Je m'adresse spécialement à mes anciens camarades de Rennes, qui se reconnaîtront. Vous avez eu avant-hier, au cours de cette journée mémorable et délicieuse, la primeur de la fable Les Deux Taupes dont je vous dédie le texte en vous remerciant de l'avoir apprécié...

Bien qu'ayant creusé sous la même prairie
D'interminables galeries,
Deux taupes avaient établi leur coucher
En des lieux très rapprochés.
Il suffit d'un faux mouvement
Pour qu'un infime éboulement
Crée entre les deux habitations
Un moyen de communication.
Mais plutôt que de le reboucher,
Les taupes s'en servirent pour échanger
Racines sucrées et tendres graines
Seuls agréments de leur vie souterraine.
Quand un jour, au lieu de nourriture,
L'une d'elle eut l'idée de jeter ses ordures
Par le passage providentiel,
La matière excrémentielle
Eut vite fait d'obstruer l'interstice
Mettant fin au commerce entre les deux complices.

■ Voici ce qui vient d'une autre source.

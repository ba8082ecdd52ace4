// SPDX-License-Identifier: Apache-2.0
// Copyright (c) 2025 Au-Zone Technologies. All Rights Reserved.

//! Measurement grid for one revolution.
//!
//! Channels are stored as `height × width` arrays (row = beam, column =
//! measurement index) together with one [`ColumnHeader`] per column. The
//! grid is allocated once and reused across revolutions: the batcher only
//! resets the column headers between scans, cell storage is overwritten as
//! new columns arrive.

use crate::packet::ColumnSlice;
use ndarray::Array2;

/// Per-column metadata.
///
/// The default value is the "missing" marker: a column that has not been
/// written since the last reset has a zero timestamp and is invalid.
#[derive(Copy, Clone, Debug, Default, PartialEq, Eq)]
pub struct ColumnHeader {
    /// Capture time in nanoseconds, zero when not populated.
    pub timestamp: u64,
    pub measurement_id: u16,
    /// Whether the column carries usable cell data.
    pub valid: bool,
}

#[derive(Clone, Debug)]
pub struct LidarScan {
    width: usize,
    height: usize,
    frame_id: u16,
    range: Array2<u32>,
    signal: Array2<u16>,
    reflectivity: Array2<u16>,
    near_ir: Array2<u16>,
    headers: Vec<ColumnHeader>,
}

impl LidarScan {
    pub fn new(width: usize, height: usize) -> Self {
        Self {
            width,
            height,
            frame_id: 0,
            range: Array2::zeros((height, width)),
            signal: Array2::zeros((height, width)),
            reflectivity: Array2::zeros((height, width)),
            near_ir: Array2::zeros((height, width)),
            headers: vec![ColumnHeader::default(); width],
        }
    }

    pub fn width(&self) -> usize {
        self.width
    }

    pub fn height(&self) -> usize {
        self.height
    }

    /// Frame id of the revolution held by this grid.
    pub fn frame_id(&self) -> u16 {
        self.frame_id
    }

    pub fn headers(&self) -> &[ColumnHeader] {
        &self.headers
    }

    /// Range in millimeters, zero for no return.
    pub fn range(&self) -> &Array2<u32> {
        &self.range
    }

    pub fn signal(&self) -> &Array2<u16> {
        &self.signal
    }

    pub fn reflectivity(&self) -> &Array2<u16> {
        &self.reflectivity
    }

    pub fn near_ir(&self) -> &Array2<u16> {
        &self.near_ir
    }

    /// Number of columns flagged valid.
    pub fn valid_columns(&self) -> usize {
        self.headers.iter().filter(|h| h.valid).count()
    }

    /// Scan timestamp: the first non-zero column timestamp in index order.
    ///
    /// A zero timestamp marks a column whose timing was never populated
    /// (missing, invalid, or a sensor glitch). `None` means the scan has no
    /// usable time and must not be published.
    pub fn timestamp(&self) -> Option<u64> {
        first_valid_timestamp(&self.headers)
    }

    pub fn set_frame_id(&mut self, frame_id: u16) {
        self.frame_id = frame_id;
    }

    pub fn set_header(&mut self, col: usize, header: ColumnHeader) {
        self.headers[col] = header;
    }

    pub fn set_pixel(
        &mut self,
        row: usize,
        col: usize,
        range: u32,
        signal: u16,
        reflectivity: u16,
        near_ir: u16,
    ) {
        self.range[[row, col]] = range;
        self.signal[[row, col]] = signal;
        self.reflectivity[[row, col]] = reflectivity;
        self.near_ir[[row, col]] = near_ir;
    }

    /// Reset every column header to the missing marker. Cells are left as
    /// they are.
    pub fn reset_headers(&mut self) {
        self.headers.fill(ColumnHeader::default());
    }

    /// Copy a decoded column into its slot. Invalid columns keep their cells
    /// but lose their timestamp.
    pub(crate) fn write_column(&mut self, column: &ColumnSlice<'_>) {
        let col = column.measurement_id() as usize;
        let valid = column.is_valid();

        self.headers[col] = ColumnHeader {
            timestamp: if valid { column.timestamp() } else { 0 },
            measurement_id: column.measurement_id(),
            valid,
        };

        for px in 0..self.height {
            self.range[[px, col]] = column.range(px);
            self.signal[[px, col]] = column.signal(px);
            self.reflectivity[[px, col]] = column.reflectivity(px);
            self.near_ir[[px, col]] = column.near_ir(px);
        }
    }
}

/// Return the first non-zero timestamp in column order.
pub fn first_valid_timestamp(headers: &[ColumnHeader]) -> Option<u64> {
    headers
        .iter()
        .map(|h| h.timestamp)
        .find(|&timestamp| timestamp != 0)
}

#[cfg(test)]
mod tests {
    use super::*;

    #[test]
    fn test_new_scan_is_missing() {
        let scan = LidarScan::new(64, 16);
        assert_eq!(scan.range().dim(), (16, 64));
        assert_eq!(scan.headers().len(), 64);
        assert_eq!(scan.valid_columns(), 0);
        assert_eq!(scan.timestamp(), None);
    }

    #[test]
    fn test_timestamp_skips_zero() {
        let mut scan = LidarScan::new(4, 1);
        scan.set_header(
            1,
            ColumnHeader {
                timestamp: 1_500,
                measurement_id: 1,
                valid: true,
            },
        );
        scan.set_header(
            2,
            ColumnHeader {
                timestamp: 1_000,
                measurement_id: 2,
                valid: true,
            },
        );
        // Column order, not smallest value.
        assert_eq!(scan.timestamp(), Some(1_500));
    }

    #[test]
    fn test_timestamp_none() {
        let headers = vec![ColumnHeader::default(); 8];
        assert_eq!(first_valid_timestamp(&headers), None);
        assert_eq!(first_valid_timestamp(&[]), None);
    }

    #[test]
    fn test_reset_keeps_cells() {
        let mut scan = LidarScan::new(2, 2);
        scan.set_pixel(1, 1, 5_000, 10, 20, 30);
        scan.set_header(
            1,
            ColumnHeader {
                timestamp: 9,
                measurement_id: 1,
                valid: true,
            },
        );

        scan.reset_headers();
        assert_eq!(scan.headers()[1], ColumnHeader::default());
        assert_eq!(scan.range()[[1, 1]], 5_000);
        assert_eq!(scan.signal()[[1, 1]], 10);
        assert_eq!(scan.reflectivity()[[1, 1]], 20);
        assert_eq!(scan.near_ir()[[1, 1]], 30);
    }
}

C'est étonnant de voir comment l'humanité
Qui vit à ciel ouvert et en pleine clarté
Ne dispose pourtant que de pauvres fenêtres
Pour communiquer entre deux êtres.
Tant que l'échange plaît à celui qui reçoit,
Le passage ne semble jamais trop étroit
Mais dès lors que les mots ont l'aspect du déchet,
Ces fenêtres sont aussitôt bouchées.
Prenez donc soin, humains, de fleurir vos paroles,
De les faire plaisantes ou de les rendre drôles
Ou sinon, très bientôt, vous parlerez aux murs
Et vivrez, comme taupes, en des tunnels obscurs.

Pierre Ruaud, 2010.

Ce texte est extrait d'un recueil de 25 fables en attente d'éditeur.